**What you should do:** Output the records that follow exactly as they are written.

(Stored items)
= Beginning of Section =
//! Compile-time constant expressions: enum member values, array
//! declarator sizes, and global scalar initializers (spec §4.C
//! "Globals": "the parser evaluates arithmetic + ternary folds directly
//! during parsing using `eval_expression_imm`").
//!
//! This walks the same precedence table as `expr.rs` but never touches
//! the IR — every operand must already be a literal or a previously
//! declared `enum` constant.

use shecc_ir::{CompileError, Punct, Result};

use crate::Parser;

fn binop_prio(p: Punct) -> u8 {
    use Punct::*;
    match p {
        PipePipe => 4,
        AmpAmp => 5,
        Pipe => 6,
        Caret => 7,
        Amp => 8,
        EqEq | BangEq => 9,
        Lt | LtEq | Gt | GtEq => 10,
        LtLt | GtGt => 11,
        Plus | Minus => 12,
        Star | Slash | Percent => 13,
        _ => 0,
    }
}

impl<'a, 'b> Parser<'a, 'b> {
    /// Parses a constant expression up to and including `?:`, folding
    /// it to an `i32` as it goes.
    pub(crate) fn parse_const_expr(&mut self) -> Result<i32> {
        let cond = self.parse_const_binary(0)?;
        if self.cursor.accept_punct(Punct::Question) {
            let then_val = self.parse_const_expr()?;
            self.cursor.expect_punct(Punct::Colon)?;
            let else_val = self.parse_const_binary(0)?;
            return Ok(if cond != 0 { then_val } else { else_val });
        }
        Ok(cond)
    }

    fn parse_const_binary(&mut self, min_prio: u8) -> Result<i32> {
        let mut lhs = self.parse_const_unary()?;
        loop {
            let Some(p) = self.peek_const_punct() else { break };
            let prio = binop_prio(p);
            if prio == 0 || prio < min_prio {
                break;
            }
            self.cursor.bump();
            let rhs = self.parse_const_binary(prio + 1)?;
            lhs = apply_const_binop(p, lhs, rhs, self.cursor.loc())?;
        }
        Ok(lhs)
    }

    fn peek_const_punct(&self) -> Option<Punct> {
        match self.cursor.peek().kind {
            shecc_ir::TokenKind::Punct(p) => Some(p),
            _ => None,
        }
    }

    fn parse_const_unary(&mut self) -> Result<i32> {
        if self.cursor.accept_punct(Punct::Minus) {
            return Ok(self.parse_const_unary()?.wrapping_neg());
        }
        if self.cursor.accept_punct(Punct::Plus) {
            return self.parse_const_unary();
        }
        if self.cursor.accept_punct(Punct::Bang) {
            return Ok(i32::from(self.parse_const_unary()? == 0));
        }
        if self.cursor.accept_punct(Punct::Tilde) {
            return Ok(!self.parse_const_unary()?);
        }
        if self.cursor.accept_punct(Punct::LParen) {
            let v = self.parse_const_expr()?;
            self.cursor.expect_punct(Punct::RParen)?;
            return Ok(v);
        }
        match self.cursor.peek().kind.clone() {
            shecc_ir::TokenKind::Numeric(sym) => {
                self.cursor.bump();
                let text = self.ctx.interner.resolve(sym).to_string();
                shecc_lex::parse_numeric(&text).ok_or_else(|| CompileError::MalformedConstExpr {
                    reason: format!("invalid numeric literal {text:?}"),
                    loc: self.cursor.loc(),
                })
            }
            shecc_ir::TokenKind::CharLit(sym) => {
                self.cursor.bump();
                let text = self.ctx.interner.resolve(sym).to_string();
                Ok(shecc_lex::decode_char_escape(&text) as i32)
            }
            shecc_ir::TokenKind::Identifier(sym) => {
                self.cursor.bump();
                self.enum_constants.get(&sym).copied().ok_or_else(|| {
                    CompileError::MalformedConstExpr {
                        reason: format!(
                            "{:?} is not a compile-time constant",
                            self.ctx.interner.resolve(sym)
                        ),
                        loc: self.cursor.loc(),
                    }
                })
            }
            _ => Err(self.cursor.unexpected()),
        }
    }
}

fn apply_const_binop(op: Punct, lhs: i32, rhs: i32, loc: shecc_ir::SourceLoc) -> Result<i32> {
    use Punct::*;
    Ok(match op {
        PipePipe => i32::from(lhs != 0 || rhs != 0),
        AmpAmp => i32::from(lhs != 0 && rhs != 0),
        Pipe => lhs | rhs,
        Caret => lhs ^ rhs,
        Amp => lhs & rhs,
        EqEq => i32::from(lhs == rhs),
        BangEq => i32::from(lhs != rhs),
        Lt => i32::from(lhs < rhs),
        LtEq => i32::from(lhs <= rhs),
        Gt => i32::from(lhs > rhs),
        GtEq => i32::from(lhs >= rhs),
        LtLt => lhs.wrapping_shl(rhs as u32),
        GtGt => lhs.wrapping_shr(rhs as u32),
        Plus => lhs.wrapping_add(rhs),
        Minus => lhs.wrapping_sub(rhs),
        Star => lhs.wrapping_mul(rhs),
        Slash => {
            if rhs == 0 {
                return Err(CompileError::MalformedConstExpr {
                    reason: "division by zero".into(),
                    loc,
                });
            }
            lhs.wrapping_div(rhs)
        }
        Percent => {
            if rhs == 0 {
                return Err(CompileError::MalformedConstExpr {
                    reason: "division by zero".into(),
                    loc,
                });
            }
            lhs.wrapping_rem(rhs)
        }
        _ => unreachable!("not a binary operator punct"),
    })
}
= End of Section =
**Written solution:**
//! Compile-time constant expressions: enum member values, array
//! declarator sizes, and global scalar initializers (spec §4.C
//! "Globals": "the parser evaluates arithmetic + ternary folds directly
//! during parsing using `eval_expression_imm`").
//!
//! This walks the same precedence table as `expr.rs` but never touches
//! the IR — every operand must already be a literal or a previously
//! declared `enum` constant.

use shecc_ir::{CompileError, Punct, Result};

use crate::Parser;

fn binop_prio(p: Punct) -> u8 {
    use Punct::*;
    match p {
        PipePipe => 4,
        AmpAmp => 5,
        Pipe => 6,
        Caret => 7,
        Amp => 8,
        EqEq | BangEq => 9,
        Lt | LtEq | Gt | GtEq => 10,
        LtLt | GtGt => 11,
        Plus | Minus => 12,
        Star | Slash | Percent => 13,
        _ => 0,
    }
}

impl<'a, 'b> Parser<'a, 'b> {
    /// Parses a constant expression up to and including `?:`, folding
    /// it to an `i32` as it goes.
    pub(crate) fn parse_const_expr(&mut self) -> Result<i32> {
        let cond = self.parse_const_binary(0)?;
        if self.cursor.accept_punct(Punct::Question) {
            let then_val = self.parse_const_expr()?;
            self.cursor.expect_punct(Punct::Colon)?;
            let else_val = self.parse_const_binary(0)?;
            return Ok(if cond != 0 { then_val } else { else_val });
        }
        Ok(cond)
    }

    fn parse_const_binary(&mut self, min_prio: u8) -> Result<i32> {
        let mut lhs = self.parse_const_unary()?;
        loop {
            let Some(p) = self.peek_const_punct() else { break };
            let prio = binop_prio(p);
            if prio == 0 || prio < min_prio {
                break;
            }
            self.cursor.bump();
            let rhs = self.parse_const_binary(prio + 1)?;
            lhs = apply_const_binop(p, lhs, rhs, self.cursor.loc())?;
        }
        Ok(lhs)
    }

    fn peek_const_punct(&self) -> Option<Punct> {
        match self.cursor.peek().kind {
            shecc_ir::TokenKind::Punct(p) => Some(p),
            _ => None,
        }
    }

    fn parse_const_unary(&mut self) -> Result<i32> {
        if self.cursor.accept_punct(Punct::Minus) {
            return Ok(self.parse_const_unary()?.wrapping_neg());
        }
        if self.cursor.accept_punct(Punct::Plus) {
            return self.parse_const_unary();
        }
        if self.cursor.accept_punct(Punct::Bang) {
            return Ok(i32::from(self.parse_const_unary()? == 0));
        }
        if self.cursor.accept_punct(Punct::Tilde) {
            return Ok(!self.parse_const_unary()?);
        }
        if self.cursor.accept_punct(Punct::LParen) {
            let v = self.parse_const_expr()?;
            self.cursor.expect_punct(Punct::RParen)?;
            return Ok(v);
        }
        match self.cursor.peek().kind.clone() {
            shecc_ir::TokenKind::Numeric(sym) => {
                self.cursor.bump();
                let text = self.ctx.interner.resolve(sym).to_string();
                shecc_lex::parse_numeric(&text).ok_or_else(|| CompileError::MalformedConstExpr {
                    reason: format!("invalid numeric literal {text:?}"),
                    loc: self.cursor.loc(),
                })
            }
            shecc_ir::TokenKind::CharLit(sym) => {
                self.cursor.bump();
                let text = self.ctx.interner.resolve(sym).to_string();
                Ok(shecc_lex::decode_char_escape(&text) as i32)
            }
            shecc_ir::TokenKind::Identifier(sym) => {
                self.cursor.bump();
                self.enum_constants.get(&sym).copied().ok_or_else(|| {
                    CompileError::MalformedConstExpr {
                        reason: format!(
                            "{:?} is not a compile-time constant",
                            self.ctx.interner.resolve(sym)
                        ),
                        loc: self.cursor.loc(),
                    }
                })
            }
            _ => Err(self.cursor.unexpected()),
        }
    }
}

fn apply_const_binop(op: Punct, lhs: i32, rhs: i32, loc: shecc_ir::SourceLoc) -> Result<i32> {
    use Punct::*;
    Ok(match op {
        PipePipe => i32::from(lhs != 0 || rhs != 0),
        AmpAmp => i32::from(lhs != 0 && rhs != 0),
        Pipe => lhs | rhs,
        Caret => lhs ^ rhs,
        Amp => lhs & rhs,
        EqEq => i32::from(lhs == rhs),
        BangEq => i32::from(lhs != rhs),
        Lt => i32::from(lhs < rhs),
        LtEq => i32::from(lhs <= rhs),
        Gt => i32::from(lhs > rhs),
        GtEq => i32::from(lhs >= rhs),
        LtLt => lhs.wrapping_shl(rhs as u32),
        GtGt => lhs.wrapping_shr(rhs as u32),
        Plus => lhs.wrapping_add(rhs),
        Minus => lhs.wrapping_sub(rhs),
        Star => lhs.wrapping_mul(rhs),
        Slash => {
            if rhs == 0 {
                return Err(CompileError::MalformedConstExpr {
                    reason: "division by zero".into(),
                    loc,
                });
            }
            lhs.wrapping_div(rhs)
        }
        Percent => {
            if rhs == 0 {
                return Err(CompileError::MalformedConstExpr {
                    reason: "division by zero".into(),
                    loc,
                });
            }
            lhs.wrapping_rem(rhs)
        }
        _ => unreachable!("not a binary operator punct"),
    })
}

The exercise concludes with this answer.